Segala sesuatu yang ada di dunia ini tentu memiliki makna dan tujuannya. Namun, orang-arang yang penganut nihilisme justru memahami sebaliknya. Mereka menganggap semua yang ada di dunia termasuk kehidupan tidak memiliki arti.
Pandangan ini terbilang ekstrem tetapi konsep ini memang ada dan diyakini oleh sejumlah orang. Bahkan, ini bisa menciptakan kedamaian bagi mereka.
Lantas, apa sih yang dimaksud dengan paham nihilisme? Bagaimana orang-orang yang meyakininya menjalani kehidupan? Berikut penjelasan nya!
Artikel terkait : Law of Attraction, Hukum Ketertarikan yang Memancing Kesuksesan dengan Pikiran Positif
Mengenal Konsep Nihilisme
Sumber : unsplash
Nihilisme” berasal dari bahasa Latin nihil, yang berarti tidak ada atau kosong dan isme yang berarti ‘kepercayaan’. Mengutip Internet Encyclopedia of Philosophy, nihilisme adalah
keyakinan bahwa semua nilai tidak berdasar dan tidak ada yang bisa diketahui atau dikomunikasikan.
Penganut paham ini tidak percaya terhadap apapun dan tidak memiliki tujuan lain, selain dorongan untuk meniadakan arti. Mereka menganggap tidak ada nilai, makna, dan keteraturan yang melekat pada kehidupan.
Dengan tegas, mereka menolak nilai dan makna yang ditempatkan masyarakat pada orang, benda, dan kehidupan.

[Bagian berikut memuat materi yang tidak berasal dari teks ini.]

//! `TransitControlSystem` — the per-route broker between vehicles and riders.
//!
//! # Ownership
//!
//! The control system owns the state of every rider registered with it.
//! [`TransitTravellerMovement`][crate::TransitTravellerMovement] is only a
//! handle (agent id + shared control system), so a stopped vehicle can move
//! waiting riders on board without any back-references between agents.
//!
//! # Sharing
//!
//! One instance is shared by a route's vehicles and riders as
//! [`SharedControl`] (`Arc<Mutex<_>>`).  Within a run the driver steps one
//! agent at a time, so the lock is never contended; it serialises access
//! when routes are stepped on different threads.

use std::collections::{BTreeMap, BTreeSet};
use std::sync::{Arc, Mutex, MutexGuard, PoisonError};

use tm_core::{AgentId, Coord, Layer, RouteId};
use tm_spatial::PathFinder;

use crate::traveller::{Rider, TravellerState};
use crate::{Path, TransitError, TransitResult};

pub type SharedControl = Arc<Mutex<TransitControlSystem>>;

/// Lock a shared control system.  Every mutation behind the lock is a single
/// insert or state assignment, so a poisoned lock is recovered.
pub fn lock(control: &SharedControl) -> MutexGuard<'_, TransitControlSystem> {
    control.lock().unwrap_or_else(PoisonError::into_inner)
}

/// Read-only view of the route handed to a rider while it is mutated.
pub(crate) struct RiderEnv<'a> {
    pub stops:  &'a [Coord],
    pub finder: Option<&'a dyn PathFinder>,
    pub layer:  Layer,
}

/// Broker for one route: which vehicles serve it, which riders wait on it,
/// and where its stops are.  Created by
/// [`RunContext::control_system`][crate::RunContext::control_system].
pub struct TransitControlSystem {
    id:       RouteId,
    layer:    Layer,
    stops:    Vec<Coord>,
    finder:   Option<Arc<dyn PathFinder>>,
    vehicles: BTreeSet<AgentId>,
    riders:   BTreeMap<AgentId, Rider>,
}

impl TransitControlSystem {
    pub fn new(id: RouteId) -> Self {
        Self {
            id,
            layer:    Layer::Surface,
            stops:    Vec::new(),
            finder:   None,
            vehicles: BTreeSet::new(),
            riders:   BTreeMap::new(),
        }
    }

    pub fn shared(id: RouteId) -> SharedControl {
        Arc::new(Mutex::new(Self::new(id)))
    }

    pub fn id(&self) -> RouteId {
        self.id
    }

    // ── Route data ────────────────────────────────────────────────────────

    /// Replace the stop-coordinate snapshot.
    pub fn set_stops(&mut self, stops: Vec<Coord>) {
        self.stops = stops;
    }

    pub fn stops(&self) -> &[Coord] {
        &self.stops
    }

    pub fn set_layer(&mut self, layer: Layer) {
        self.layer = layer;
    }

    pub fn layer(&self) -> Layer {
        self.layer
    }

    /// Path finder riders use to walk to their first stop.
    pub fn set_path_finder(&mut self, finder: Arc<dyn PathFinder>) {
        self.finder = Some(finder);
    }

    pub fn path_finder(&self) -> Option<&Arc<dyn PathFinder>> {
        self.finder.as_ref()
    }

    // ── Registration ──────────────────────────────────────────────────────

    pub fn register_vehicle(&mut self, id: AgentId) -> TransitResult<()> {
        self.ensure_unregistered(id)?;
        self.vehicles.insert(id);
        Ok(())
    }

    pub(crate) fn register_rider(&mut self, id: AgentId, rider: Rider) -> TransitResult<()> {
        self.ensure_unregistered(id)?;
        self.riders.insert(id, rider);
        Ok(())
    }

    fn ensure_unregistered(&self, id: AgentId) -> TransitResult<()> {
        if self.vehicles.contains(&id) || self.riders.contains_key(&id) {
            return Err(TransitError::AlreadyRegistered { agent: id, route: self.id });
        }
        Ok(())
    }

    pub fn vehicle_count(&self) -> usize {
        self.vehicles.len()
    }

    pub fn passenger_count(&self) -> usize {
        self.riders.len()
    }

    pub fn has_vehicle(&self, id: AgentId) -> bool {
        self.vehicles.contains(&id)
    }

    // ── Notifications ─────────────────────────────────────────────────────

    /// A vehicle is at `stop` and about to travel `path`.  Every rider
    /// WAITING at `stop` gets a boarding decision with its own copy of the
    /// path.  Returns how many riders boarded.
    pub fn on_vehicle_stopped(&mut self, vehicle: AgentId, stop: Coord, path: &Path) -> usize {
        if !self.accepts_notification(vehicle) {
            return 0;
        }
        let mut boarded = 0;
        for rider in self.waiting_at(stop) {
            rider.enter_vehicle(path.clone());
            if rider.state() == TravellerState::Boarding {
                boarded += 1;
            }
        }
        log::trace!("route {}: vehicle {} at {stop}, {boarded} boarded", self.id.0, vehicle.0);
        boarded
    }

    /// A vehicle will not call at `stop` again: it ended its service there,
    /// or its next trip starts elsewhere.  Riders WAITING there are told to
    /// get off.
    pub fn on_service_ended(&mut self, vehicle: AgentId, stop: Coord) {
        if !self.accepts_notification(vehicle) {
            return;
        }
        log::debug!("route {}: vehicle {} ended service at {stop}", self.id.0, vehicle.0);
        for rider in self.waiting_at(stop) {
            rider.off_board_now();
        }
    }

    fn accepts_notification(&self, vehicle: AgentId) -> bool {
        if self.stops.is_empty() {
            log::debug!("route {}: no stops seeded, ignoring vehicle {}", self.id.0, vehicle.0);
            return false;
        }
        if !self.vehicles.contains(&vehicle) {
            log::debug!("route {}: vehicle {} is not registered, ignoring", self.id.0, vehicle.0);
            return false;
        }
        true
    }

    fn waiting_at(&mut self, stop: Coord) -> impl Iterator<Item = &mut Rider> {
        self.riders
            .values_mut()
            .filter(move |r| r.state() == TravellerState::Waiting && r.location() == Some(stop))
    }

    // ── Rider access ──────────────────────────────────────────────────────

    pub(crate) fn rider(&self, id: AgentId) -> Option<&Rider> {
        self.riders.get(&id)
    }

    /// Run `f` on a rider together with the route data it may consult.
    pub(crate) fn with_rider<R>(
        &mut self,
        id: AgentId,
        f:  impl FnOnce(&mut Rider, RiderEnv<'_>) -> R,
    ) -> Option<R> {
        let env = RiderEnv {
            stops:  &self.stops,
            finder: self.finder.as_deref(),
            layer:  self.layer,
        };
        let rider = self.riders.get_mut(&id)?;
        Some(f(rider, env))
    }
}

Itulah sebabnya paham ini sering dikaitkan dengan pesimisme ekstrem dan skeptisisme radikal yang menistakan keberadaan sesuatu.
Asal-usul dan Sejarahnya
Sumber : unsplash
Nihilisme diyakini telah ada sejak abad ke 18 karena menjadi topik populer di kalangan filosofis. Pada awal abad kesembilan belas, Friedrich Jacobi menggunakan istilah ini untuk mencirikan idealisme transendental secara negatif. Friedrich Nietzsche menggunakan istilah ini untuk menggambarkan disintegrasi moralitas tradisional dalam masyarakat Barat.

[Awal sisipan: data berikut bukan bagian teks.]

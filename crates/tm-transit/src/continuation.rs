//! Stop-by-stop continuation decisions for open-ended riders.

use tm_core::AgentRng;

use crate::{TransitError, TransitResult};

/// A bounded Markov chain over "consecutive stops ridden".
///
/// With probabilities `[p0, …, pN-1]` and current index `i`, a rider keeps
/// riding iff a uniform draw `r` satisfies `r < p[i]`.  Continuing advances
/// `i` (saturating at `N-1`); stopping resets it to 0.
#[derive(Clone, Debug, PartialEq)]
pub struct ContinuationModel {
    probs: Vec<f64>,
    index: usize,
}

impl ContinuationModel {
    /// Fails on an empty table or a probability outside `[0, 1]`.
    pub fn new(probs: Vec<f64>) -> TransitResult<Self> {
        Self::check(&probs)?;
        Ok(Self { probs, index: 0 })
    }

    pub(crate) fn check(probs: &[f64]) -> TransitResult<()> {
        if probs.is_empty() {
            return Err(TransitError::Config("continuation probability table is empty".into()));
        }
        if let Some(p) = probs.iter().find(|p| !(0.0..=1.0).contains(*p)) {
            return Err(TransitError::Config(format!(
                "continuation probability {p} is outside [0, 1]"
            )));
        }
        Ok(())
    }

    /// Decide with an explicit draw `r ∈ [0, 1)`.
    pub fn continue_trip(&mut self, r: f64) -> bool {
        if r < self.probs[self.index] {
            if self.index + 1 < self.probs.len() {
                self.index += 1;
            }
            true
        } else {
            self.index = 0;
            false
        }
    }

    /// Decide with a draw from the rider's own RNG.
    pub fn decide(&mut self, rng: &mut AgentRng) -> bool {
        let r = rng.unit();
        self.continue_trip(r)
    }

    /// Consecutive stops ridden so far (saturated).
    pub fn index(&self) -> usize {
        self.index
    }

    pub fn probabilities(&self) -> &[f64] {
        &self.probs
    }
}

Namun, paham ini baru populer setelah kemunculannya dalam novel Fathers and Sons karya Ivan Turgenev (1862) di mana ia menggunakan “nihilisme” untuk menggambarkan saintisme kasar yang dianut oleh karakternya Bazarov yang mengkhotbahkan kredo negasi total.

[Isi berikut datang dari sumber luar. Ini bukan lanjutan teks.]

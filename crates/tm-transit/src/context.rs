//! Per-run context and agent factories.
//!
//! # Run context
//!
//! A [`RunContext`] holds everything that is shared by all agents of one
//! simulation run: the run seed, the agent-id counter, and the control
//! systems keyed by route id.  Nothing here is global, so independent runs
//! can execute side by side.
//!
//! # Setup flow
//!
//! ```text
//! RouteDescriptor ─┐
//! StopMap ─────────┼─ initialize() ─► TransitRoute ── spawn_vehicles() ─► Vec<ScheduledTransitMovement>
//! MapGraph ────────┘        │
//!                           └─ seeds the route's TransitControlSystem
//!                               (stops, layer, walking path finder)
//!
//! TravellerFactory::spawn() ─► TransitTravellerMovement (registered as a rider)
//! ```

use std::collections::BTreeMap;
use std::sync::atomic::{AtomicU32, Ordering};
use std::sync::{Arc, Mutex, PoisonError};

use tm_core::{AgentId, AgentRng, Coord, Layer, NodeId, RouteId};
use tm_schedule::{RouteDescriptor, StopMap, VehicleSchedule};
use tm_spatial::{MapGraph, PathFinder, ShortestPathFinder};

use crate::control::{lock, SharedControl, TransitControlSystem};
use crate::traveller::{Rider, TransitTravellerMovement};
use crate::vehicle::{LoopKind, LoopPlan, StopNodeMap, TimetablePlan, VehiclePlan};
use crate::{
    ContinuationModel, ScheduledTransitMovement, TransitConfig, TransitError, TransitResult,
};

// ── RunContext ────────────────────────────────────────────────────────────────

/// Shared state of one simulation run.
///
/// Factories draw agent ids from it and look up control systems by route.
/// [`reset`](Self::reset) makes the context reusable for the next run.
pub struct RunContext {
    seed:       u64,
    next_agent: AtomicU32,
    systems:    Mutex<BTreeMap<RouteId, SharedControl>>,
}

impl RunContext {
    pub fn new(seed: u64) -> Self {
        Self {
            seed,
            next_agent: AtomicU32::new(0),
            systems:    Mutex::new(BTreeMap::new()),
        }
    }

    /// Draw a fresh agent id.  Ids increase monotonically and are never
    /// handed out twice within a run.
    pub fn next_agent_id(&self) -> AgentId {
        AgentId(self.next_agent.fetch_add(1, Ordering::Relaxed))
    }

    /// Number of ids handed out so far.
    pub fn agents_created(&self) -> u32 {
        self.next_agent.load(Ordering::Relaxed)
    }

    /// The control system for route `id`, created empty on first use.
    pub fn control_system(&self, id: RouteId) -> SharedControl {
        let mut systems = self.systems.lock().unwrap_or_else(PoisonError::into_inner);
        Arc::clone(systems.entry(id).or_insert_with(|| TransitControlSystem::shared(id)))
    }

    /// Route ids with a control system, in ascending order.
    pub fn route_ids(&self) -> Vec<RouteId> {
        let systems = self.systems.lock().unwrap_or_else(PoisonError::into_inner);
        systems.keys().copied().collect()
    }

    /// Drop every control system and restart agent ids at zero, ready for
    /// the next run.  Handles to the old control systems stay valid but are
    /// no longer reachable through this context.
    pub fn reset(&self) {
        self.systems.lock().unwrap_or_else(PoisonError::into_inner).clear();
        self.next_agent.store(0, Ordering::Relaxed);
    }

    pub(crate) fn agent_rng(&self, id: AgentId) -> AgentRng {
        AgentRng::new(self.seed, id)
    }
}

// ── Timetabled routes ─────────────────────────────────────────────────────────

/// A validated, timetabled route ready to spawn its fleet.
///
/// Holds the vehicle path finder, the resolved stop nodes, and one shared
/// schedule per vehicle; every spawned vehicle reuses them.
pub struct TransitRoute {
    id:         RouteId,
    layer:      Layer,
    control:    SharedControl,
    finder:     Arc<dyn PathFinder>,
    stop_nodes: Arc<StopNodeMap>,
    schedules:  Vec<Arc<VehicleSchedule>>,
    config:     TransitConfig,
}

/// Validate `route` against the map and seed its control system.
///
/// Fails when the configuration is invalid, the timetable is malformed (empty
/// fleet, trips shorter than two stops, a trip stop outside the route's stop
/// set), a stop is missing from `stop_map` or does not lie exactly on a
/// graph node, or some stop cannot reach another over the vehicle node
/// types.
pub fn initialize(
    ctx:      &RunContext,
    route:    &RouteDescriptor,
    stop_map: &StopMap,
    graph:    Arc<MapGraph>,
    config:   &TransitConfig,
) -> TransitResult<TransitRoute> {
    config.validate()?;
    route.validate()?;

    let stop_nodes = resolve_stop_nodes(route.stops.iter().map(String::as_str), stop_map, &graph)?;

    let vehicle_finder = ShortestPathFinder::new(Arc::clone(&graph), config.vehicle_filter());
    check_connected(&vehicle_finder, &stop_nodes)?;

    let stops: Vec<Coord> = route
        .stops
        .iter()
        .filter_map(|id| stop_nodes.get(id).and_then(|&n| graph.position(n)))
        .collect();

    let walk_finder = ShortestPathFinder::new(graph, config.walk_filter());
    let control = ctx.control_system(route.route_id);
    {
        let mut cs = lock(&control);
        cs.set_stops(stops);
        cs.set_layer(route.layer);
        cs.set_path_finder(Arc::new(walk_finder));
    }

    log::info!(
        "route {}: {} stops, {} vehicles, layer {}",
        route.route_id.0,
        stop_nodes.len(),
        route.vehicles.len(),
        route.layer
    );

    Ok(TransitRoute {
        id: route.route_id,
        layer: route.layer,
        control,
        finder: Arc::new(vehicle_finder),
        stop_nodes: Arc::new(stop_nodes),
        schedules: route.vehicles.iter().cloned().map(Arc::new).collect(),
        config: config.clone(),
    })
}

impl TransitRoute {
    pub fn id(&self) -> RouteId {
        self.id
    }

    pub fn layer(&self) -> Layer {
        self.layer
    }

    pub fn control(&self) -> &SharedControl {
        &self.control
    }

    pub fn stop_nodes(&self) -> &StopNodeMap {
        &self.stop_nodes
    }

    /// One registered vehicle agent per schedule, in schedule order.
    pub fn spawn_vehicles(&self, ctx: &RunContext) -> TransitResult<Vec<ScheduledTransitMovement>> {
        self.schedules
            .iter()
            .map(|schedule| {
                let id = ctx.next_agent_id();
                let plan = TimetablePlan::new(
                    Arc::clone(schedule),
                    Arc::clone(&self.stop_nodes),
                    &self.config,
                );
                let vehicle = ScheduledTransitMovement::new(
                    id,
                    self.layer,
                    Arc::clone(&self.control),
                    Arc::clone(&self.finder),
                    VehiclePlan::Timetable(plan),
                )?;
                lock(&self.control).register_vehicle(id)?;
                Ok(vehicle)
            })
            .collect()
    }
}

// ── Loop routes ───────────────────────────────────────────────────────────────

/// A route without timetable: vehicles circulate over `stops`.
pub struct LoopRoute {
    layer:   Layer,
    kind:    LoopKind,
    control: SharedControl,
    finder:  Arc<dyn PathFinder>,
    stops:   Arc<Vec<NodeId>>,
    config:  TransitConfig,
}

/// Validate a loop route and seed its control system.  `stops` are map
/// nodes in driving order; at least two are required and each must reach
/// the next.
pub fn initialize_loop(
    ctx:    &RunContext,
    id:     RouteId,
    layer:  Layer,
    kind:   LoopKind,
    stops:  Vec<NodeId>,
    graph:  Arc<MapGraph>,
    config: &TransitConfig,
) -> TransitResult<LoopRoute> {
    config.validate()?;
    if stops.len() < 2 {
        return Err(TransitError::Config(format!(
            "loop route {} needs at least 2 stops, got {}",
            id.0,
            stops.len()
        )));
    }
    let mut coords = Vec::with_capacity(stops.len());
    for &node in &stops {
        let at = graph.position(node).ok_or(tm_spatial::SpatialError::NodeNotFound(node))?;
        coords.push(at);
    }

    let named: StopNodeMap = stops.iter().map(|n| (n.0.to_string(), *n)).collect();
    let vehicle_finder = ShortestPathFinder::new(Arc::clone(&graph), config.vehicle_filter());
    check_connected(&vehicle_finder, &named)?;

    let control = ctx.control_system(id);
    {
        let mut cs = lock(&control);
        cs.set_stops(coords);
        cs.set_layer(layer);
        cs.set_path_finder(Arc::new(ShortestPathFinder::new(graph, config.walk_filter())));
    }

    Ok(LoopRoute {
        layer,
        kind,
        control,
        finder: Arc::new(vehicle_finder),
        stops: Arc::new(stops),
        config: config.clone(),
    })
}

impl LoopRoute {
    pub fn control(&self) -> &SharedControl {
        &self.control
    }

    /// Spawn one registered vehicle.  `first_stop` selects the starting
    /// stop; `None` picks one at random.
    pub fn spawn_vehicle(
        &self,
        ctx:        &RunContext,
        first_stop: Option<usize>,
    ) -> TransitResult<ScheduledTransitMovement> {
        let id = ctx.next_agent_id();
        let mut rng = ctx.agent_rng(id);
        let first = match first_stop {
            Some(i) if i < self.stops.len() => i,
            Some(i) => {
                return Err(TransitError::Config(format!(
                    "first stop index {i} is out of range for a route with {} stops",
                    self.stops.len()
                )));
            }
            None => rng.gen_range(0..self.stops.len()),
        };
        let plan = LoopPlan::new(Arc::clone(&self.stops), self.kind, first, rng, &self.config);
        let vehicle = ScheduledTransitMovement::new(
            id,
            self.layer,
            Arc::clone(&self.control),
            Arc::clone(&self.finder),
            VehiclePlan::Loop(plan),
        )?;
        lock(&self.control).register_vehicle(id)?;
        Ok(vehicle)
    }
}

// ── Travellers ────────────────────────────────────────────────────────────────

/// Creates travellers riding one route.
pub struct TravellerFactory {
    route:        RouteId,
    continuation: ContinuationModel,
    walk_speed:   [f64; 2],
}

impl TravellerFactory {
    /// Fails when `config` is invalid, including an empty continuation
    /// table.
    pub fn new(route: RouteId, config: &TransitConfig) -> TransitResult<Self> {
        config.validate()?;
        Ok(Self {
            route,
            continuation: ContinuationModel::new(config.continuation_probs.clone())?,
            walk_speed:   config.walk_speed,
        })
    }

    /// A new traveller in state INITIAL, registered with the route's control
    /// system.
    pub fn spawn(&self, ctx: &RunContext) -> TransitResult<TransitTravellerMovement> {
        let id = ctx.next_agent_id();
        let control = ctx.control_system(self.route);
        let rider = Rider::new(self.continuation.clone(), ctx.agent_rng(id), self.walk_speed);
        lock(&control).register_rider(id, rider)?;
        Ok(TransitTravellerMovement::new(id, control))
    }
}

// ── Setup helpers ─────────────────────────────────────────────────────────────

/// Map every stop id to the graph node it lies on.
pub fn resolve_stop_nodes<'a>(
    ids:      impl IntoIterator<Item = &'a str>,
    stop_map: &StopMap,
    graph:    &MapGraph,
) -> TransitResult<StopNodeMap> {
    let mut out = StopNodeMap::new();
    for id in ids {
        let at = stop_map.get(id).ok_or_else(|| TransitError::UnknownStop(id.to_owned()))?;
        let node = graph
            .node_at(at)
            .ok_or_else(|| TransitError::StopWithoutNode { stop: id.to_owned(), at })?;
        out.insert(id.to_owned(), node);
    }
    Ok(out)
}

/// Every stop must reach every other stop over the finder's node types.
fn check_connected(finder: &ShortestPathFinder, stops: &StopNodeMap) -> TransitResult<()> {
    for (from_id, &from) in stops {
        let seen = finder.reachable_from(from)?;
        if let Some((to_id, _)) = stops.iter().find(|&(_, &to)| !seen[to.index()]) {
            return Err(TransitError::Disconnected { from: from_id.clone(), to: to_id.clone() });
        }
    }
    Ok(())
}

Di Rusia antara abad 18 hingga 19, nihilisme dikaitkan dengan gerakan revolusioner yang terorganisir secara longgar yang menolak otoritas negara, gereja, dan keluarga.
Mikhael Bakunin (1814-1876) membuat sebuah gerakan yang menitikberatkan rasionalisme dan materialisme sebagai satu-satunya sumber pengetahuan dan kebebasan individu sebagai tujuan tertinggi. Gerakan ini menolak esensi spiritual manusia demi esensi materialistis semata, nihilis mencela Tuhan dan otoritas agama sebagai antitesis terhadap kebebasan.
Perwujudan paham ini semakin memburuk dan anarkis. Bahkan, pada akhir 1870-an, seorang nihilis atau siapa pun yang terkait justru menganjurkan terorisme dan pembunuhan.
Sementara itu, nihilisme yang berkembang pada abad 20 berbeda. Ini dikaitkan dengan keyakinan bahwa hidup tidak ada artinya. Semua yang ada dunia ini tanpa makna atau tujuan.
Artikel terkait : 5 Tips Beli Perlengkapan Olahraga, Sesuai Kebutuhan dan Budget yang tersedia
5 Jenis Paham Nihilisme yang Perlu Diketahui
Sumber : unsplash
Nihilisme merupakan sebuah pemikiran yang cukup kompleks. Istilah ini sering digunakan dalam berbagai konteks sehingga maknanya sering kabur dan ambigu.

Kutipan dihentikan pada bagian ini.